What you should do
Your task is to copy each line of the material that includes "Debug".
Start of Block
//! Points of the staffing search space and their scores.

use super::snapshot::{Job, JobCounts};

/// Headcount per job for one candidate office layout.
#[derive(Debug, Clone, Copy, PartialEq, Eq, Hash, PartialOrd, Ord, Default)]
#[cfg_attr(feature = "serde", derive(serde::Serialize, serde::Deserialize))]
pub struct StaffingAssignment {
    pub operations: u32,
    pub engineer: u32,
    pub business: u32,
    pub management: u32,
    pub research: u32,
}

impl StaffingAssignment {
    pub fn total(&self) -> u32 {
        self.operations + self.engineer + self.business + self.management + self.research
    }

    pub fn to_counts(&self) -> JobCounts {
        JobCounts::new([
            self.operations,
            self.engineer,
            self.business,
            self.management,
            self.research,
        ])
    }

    pub fn from_counts(counts: &JobCounts) -> Self {
        Self {
            operations: counts[Job::Operations],
            engineer: counts[Job::Engineer],
            business: counts[Job::Business],
            management: counts[Job::Management],
            research: counts[Job::ResearchAndDevelopment],
        }
    }

    /// Coordinates in the searched (operations, engineer, management) space.
    pub fn grid_point(&self) -> [u32; 3] {
        [self.operations, self.engineer, self.management]
    }
}

/// A staffing candidate together with the metrics it was ranked by.
///
/// Infeasible candidates are never constructed; scorers return `None`.
#[derive(Debug, Clone, PartialEq)]
#[cfg_attr(feature = "serde", derive(serde::Serialize, serde::Deserialize))]
pub struct ScoredCandidate {
    pub assignment: StaffingAssignment,
    /// Units produced per second.
    pub raw_production: f64,
    /// Units the market absorbs per second at the optimal price.
    ///
    /// This and the two price fields below are 0 when the corporation
    /// cannot read demand and competition.
    pub max_sales_volume: f64,
    pub optimal_price: f64,
    /// Revenue over one market cycle.
    pub profit: f64,
    /// Development progress in percent points per market cycle; 0 for listed goods.
    pub progress_rate: f64,
    /// Research points gained per market cycle.
    pub research_rate: f64,
    /// Predicted product rating, for products only.
    pub rating: Option<f64>,
    /// Predicted product markup, for in-development products only.
    pub markup: Option<f64>,
    /// Lower is better; last metric consulted before the assignment itself.
    ///
    /// The economic scorer reports the headcount here. Every layout of one
    /// staffing search has the same headcount, so there equal metrics fall
    /// straight through to the assignment order.
    pub cost: f64,
}

impl ScoredCandidate {
    /// A candidate with every metric zeroed.
    pub fn new(assignment: StaffingAssignment) -> Self {
        Self {
            assignment,
            raw_production: 0.0,
            max_sales_volume: 0.0,
            optimal_price: 0.0,
            profit: 0.0,
            progress_rate: 0.0,
            research_rate: 0.0,
            rating: None,
            markup: None,
            cost: 0.0,
        }
    }
}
End of Block
Reply
#[derive(Debug, Clone, Copy, PartialEq, Eq, Hash, PartialOrd, Ord, Default)]
#[derive(Debug, Clone, PartialEq)]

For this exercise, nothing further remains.